◆ EXERCISE GOAL
Gather all lines in the entries that include the word "ClientConfig".

(Records from a data source)
******

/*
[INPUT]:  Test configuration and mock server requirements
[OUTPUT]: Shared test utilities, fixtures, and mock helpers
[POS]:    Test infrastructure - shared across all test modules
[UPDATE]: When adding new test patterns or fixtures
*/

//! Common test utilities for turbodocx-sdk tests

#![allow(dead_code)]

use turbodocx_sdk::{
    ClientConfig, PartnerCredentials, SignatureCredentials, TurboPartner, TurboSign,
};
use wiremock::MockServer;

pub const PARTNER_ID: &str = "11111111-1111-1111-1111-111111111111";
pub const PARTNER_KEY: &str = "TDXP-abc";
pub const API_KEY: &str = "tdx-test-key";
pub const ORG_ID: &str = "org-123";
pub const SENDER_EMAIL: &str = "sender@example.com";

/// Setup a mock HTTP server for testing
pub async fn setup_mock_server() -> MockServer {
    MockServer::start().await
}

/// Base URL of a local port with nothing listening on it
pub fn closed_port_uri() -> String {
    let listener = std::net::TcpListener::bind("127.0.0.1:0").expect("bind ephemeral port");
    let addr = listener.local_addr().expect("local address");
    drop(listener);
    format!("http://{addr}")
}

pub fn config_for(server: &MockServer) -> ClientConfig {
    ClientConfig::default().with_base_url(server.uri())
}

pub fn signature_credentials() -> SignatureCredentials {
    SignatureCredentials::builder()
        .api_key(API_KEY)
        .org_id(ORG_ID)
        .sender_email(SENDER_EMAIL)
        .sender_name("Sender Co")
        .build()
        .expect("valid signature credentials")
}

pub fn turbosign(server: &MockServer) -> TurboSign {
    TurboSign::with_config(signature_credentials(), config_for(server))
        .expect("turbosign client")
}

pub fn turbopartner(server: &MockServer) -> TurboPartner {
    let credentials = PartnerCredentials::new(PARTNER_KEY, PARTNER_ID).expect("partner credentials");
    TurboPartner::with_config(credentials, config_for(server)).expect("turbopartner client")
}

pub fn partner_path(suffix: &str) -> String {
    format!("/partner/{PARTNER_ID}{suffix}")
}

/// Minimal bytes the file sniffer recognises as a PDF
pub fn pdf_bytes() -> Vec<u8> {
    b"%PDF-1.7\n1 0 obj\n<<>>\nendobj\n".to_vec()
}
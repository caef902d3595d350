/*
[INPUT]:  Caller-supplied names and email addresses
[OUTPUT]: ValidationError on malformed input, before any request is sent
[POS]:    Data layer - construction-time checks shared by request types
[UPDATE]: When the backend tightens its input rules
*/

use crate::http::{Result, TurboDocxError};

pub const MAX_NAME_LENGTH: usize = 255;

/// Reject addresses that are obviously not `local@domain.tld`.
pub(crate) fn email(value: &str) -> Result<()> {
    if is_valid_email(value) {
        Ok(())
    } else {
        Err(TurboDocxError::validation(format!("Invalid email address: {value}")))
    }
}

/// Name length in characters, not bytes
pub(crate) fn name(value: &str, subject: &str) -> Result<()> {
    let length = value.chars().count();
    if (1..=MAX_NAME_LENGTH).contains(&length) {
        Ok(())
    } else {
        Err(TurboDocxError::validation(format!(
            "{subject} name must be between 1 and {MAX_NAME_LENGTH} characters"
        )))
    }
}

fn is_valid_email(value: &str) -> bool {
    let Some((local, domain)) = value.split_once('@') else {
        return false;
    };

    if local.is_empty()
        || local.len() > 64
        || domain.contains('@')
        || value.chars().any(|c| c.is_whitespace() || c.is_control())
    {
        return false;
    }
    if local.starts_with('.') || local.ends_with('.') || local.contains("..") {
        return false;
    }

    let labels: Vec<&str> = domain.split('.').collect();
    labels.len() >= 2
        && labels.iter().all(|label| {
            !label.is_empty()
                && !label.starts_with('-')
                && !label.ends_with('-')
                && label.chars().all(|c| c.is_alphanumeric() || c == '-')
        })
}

******

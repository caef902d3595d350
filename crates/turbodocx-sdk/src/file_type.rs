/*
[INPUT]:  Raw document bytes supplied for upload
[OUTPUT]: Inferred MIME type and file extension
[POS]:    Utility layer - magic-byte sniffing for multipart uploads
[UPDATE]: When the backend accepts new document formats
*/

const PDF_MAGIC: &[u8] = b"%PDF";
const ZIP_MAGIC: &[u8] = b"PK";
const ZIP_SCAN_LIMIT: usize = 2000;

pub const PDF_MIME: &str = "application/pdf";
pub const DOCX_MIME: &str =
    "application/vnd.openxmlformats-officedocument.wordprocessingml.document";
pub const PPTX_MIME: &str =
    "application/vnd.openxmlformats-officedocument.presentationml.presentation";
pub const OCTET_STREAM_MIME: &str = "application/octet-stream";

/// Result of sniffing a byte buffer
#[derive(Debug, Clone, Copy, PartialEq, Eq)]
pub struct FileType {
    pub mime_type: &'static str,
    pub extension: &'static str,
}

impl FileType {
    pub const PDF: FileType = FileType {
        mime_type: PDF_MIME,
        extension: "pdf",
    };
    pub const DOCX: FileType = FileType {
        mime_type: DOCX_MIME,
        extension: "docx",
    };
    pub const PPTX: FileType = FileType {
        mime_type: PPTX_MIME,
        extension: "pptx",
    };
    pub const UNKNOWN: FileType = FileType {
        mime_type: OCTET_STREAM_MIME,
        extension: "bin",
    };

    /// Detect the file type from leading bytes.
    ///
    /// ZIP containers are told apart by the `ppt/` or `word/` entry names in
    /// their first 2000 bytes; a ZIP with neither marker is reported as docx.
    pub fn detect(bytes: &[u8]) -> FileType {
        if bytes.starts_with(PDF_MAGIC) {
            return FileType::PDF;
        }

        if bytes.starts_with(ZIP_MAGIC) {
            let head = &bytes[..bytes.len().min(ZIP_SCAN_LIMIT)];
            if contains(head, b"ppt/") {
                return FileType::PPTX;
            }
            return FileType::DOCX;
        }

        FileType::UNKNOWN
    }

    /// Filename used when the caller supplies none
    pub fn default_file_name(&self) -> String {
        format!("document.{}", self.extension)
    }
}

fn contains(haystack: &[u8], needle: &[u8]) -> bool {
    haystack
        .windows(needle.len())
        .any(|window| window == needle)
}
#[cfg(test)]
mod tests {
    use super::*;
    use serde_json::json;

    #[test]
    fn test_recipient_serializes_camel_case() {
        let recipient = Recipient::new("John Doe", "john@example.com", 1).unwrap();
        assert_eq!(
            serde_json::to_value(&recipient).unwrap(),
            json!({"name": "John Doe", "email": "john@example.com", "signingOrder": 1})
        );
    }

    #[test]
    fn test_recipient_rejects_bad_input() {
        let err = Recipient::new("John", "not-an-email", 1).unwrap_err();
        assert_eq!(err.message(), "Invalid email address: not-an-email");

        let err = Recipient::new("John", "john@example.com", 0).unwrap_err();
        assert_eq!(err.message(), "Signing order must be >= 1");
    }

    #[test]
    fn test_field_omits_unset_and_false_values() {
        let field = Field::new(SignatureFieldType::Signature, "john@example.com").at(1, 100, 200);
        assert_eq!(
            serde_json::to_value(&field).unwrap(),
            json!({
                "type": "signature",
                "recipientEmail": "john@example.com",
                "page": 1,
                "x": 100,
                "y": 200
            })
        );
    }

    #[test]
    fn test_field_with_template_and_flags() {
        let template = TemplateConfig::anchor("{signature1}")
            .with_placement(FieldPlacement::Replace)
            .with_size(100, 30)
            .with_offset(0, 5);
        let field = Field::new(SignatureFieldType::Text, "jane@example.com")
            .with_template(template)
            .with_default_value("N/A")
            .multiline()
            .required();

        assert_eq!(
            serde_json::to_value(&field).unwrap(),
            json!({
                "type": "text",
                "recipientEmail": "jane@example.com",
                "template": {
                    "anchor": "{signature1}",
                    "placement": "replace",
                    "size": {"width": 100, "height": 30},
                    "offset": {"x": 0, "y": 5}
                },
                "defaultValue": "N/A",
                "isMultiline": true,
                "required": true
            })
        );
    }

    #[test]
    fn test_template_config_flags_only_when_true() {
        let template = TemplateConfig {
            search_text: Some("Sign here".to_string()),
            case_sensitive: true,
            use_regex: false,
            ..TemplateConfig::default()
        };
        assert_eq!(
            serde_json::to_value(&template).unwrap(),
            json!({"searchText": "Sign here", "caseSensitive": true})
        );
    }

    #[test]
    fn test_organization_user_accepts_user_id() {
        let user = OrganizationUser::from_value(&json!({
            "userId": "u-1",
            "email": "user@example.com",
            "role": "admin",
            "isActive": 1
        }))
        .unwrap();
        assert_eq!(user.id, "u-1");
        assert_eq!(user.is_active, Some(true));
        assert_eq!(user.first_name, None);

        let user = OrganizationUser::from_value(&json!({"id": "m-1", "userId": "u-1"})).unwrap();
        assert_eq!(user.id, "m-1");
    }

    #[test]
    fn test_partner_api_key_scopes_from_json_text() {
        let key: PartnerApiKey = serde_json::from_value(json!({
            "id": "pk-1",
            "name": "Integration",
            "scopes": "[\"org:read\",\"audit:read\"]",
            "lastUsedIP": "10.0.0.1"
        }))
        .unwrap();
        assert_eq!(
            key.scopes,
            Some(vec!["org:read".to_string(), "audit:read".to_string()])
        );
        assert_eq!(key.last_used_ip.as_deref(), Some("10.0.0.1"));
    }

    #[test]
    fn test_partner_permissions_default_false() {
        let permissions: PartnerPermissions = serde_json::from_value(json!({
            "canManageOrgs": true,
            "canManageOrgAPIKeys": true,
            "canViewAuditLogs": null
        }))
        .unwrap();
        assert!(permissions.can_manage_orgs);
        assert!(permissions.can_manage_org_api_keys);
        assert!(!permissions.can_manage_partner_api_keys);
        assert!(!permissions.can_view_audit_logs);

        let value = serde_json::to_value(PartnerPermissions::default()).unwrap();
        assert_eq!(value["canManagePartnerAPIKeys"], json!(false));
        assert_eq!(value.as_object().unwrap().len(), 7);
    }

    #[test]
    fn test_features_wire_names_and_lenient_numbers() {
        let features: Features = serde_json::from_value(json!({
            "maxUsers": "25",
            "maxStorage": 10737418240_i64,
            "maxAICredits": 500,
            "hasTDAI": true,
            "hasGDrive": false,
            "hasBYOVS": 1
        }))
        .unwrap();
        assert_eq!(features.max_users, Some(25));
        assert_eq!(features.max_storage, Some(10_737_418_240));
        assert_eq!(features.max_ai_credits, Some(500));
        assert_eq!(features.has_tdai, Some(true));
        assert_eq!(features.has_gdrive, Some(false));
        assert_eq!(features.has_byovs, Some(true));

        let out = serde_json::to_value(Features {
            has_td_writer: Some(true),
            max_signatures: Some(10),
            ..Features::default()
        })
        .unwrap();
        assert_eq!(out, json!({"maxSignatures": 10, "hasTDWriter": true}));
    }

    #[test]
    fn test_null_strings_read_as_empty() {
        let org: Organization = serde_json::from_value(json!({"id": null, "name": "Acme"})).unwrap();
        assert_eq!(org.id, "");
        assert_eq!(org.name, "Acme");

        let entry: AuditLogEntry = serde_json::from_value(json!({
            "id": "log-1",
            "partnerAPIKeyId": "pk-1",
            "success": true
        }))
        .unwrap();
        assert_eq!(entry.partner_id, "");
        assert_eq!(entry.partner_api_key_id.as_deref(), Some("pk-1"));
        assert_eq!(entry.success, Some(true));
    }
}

******

◆ COMPLETED EXERCISE
    ClientConfig, PartnerCredentials, SignatureCredentials, TurboPartner, TurboSign,
pub fn config_for(server: &MockServer) -> ClientConfig {
    ClientConfig::default().with_base_url(server.uri())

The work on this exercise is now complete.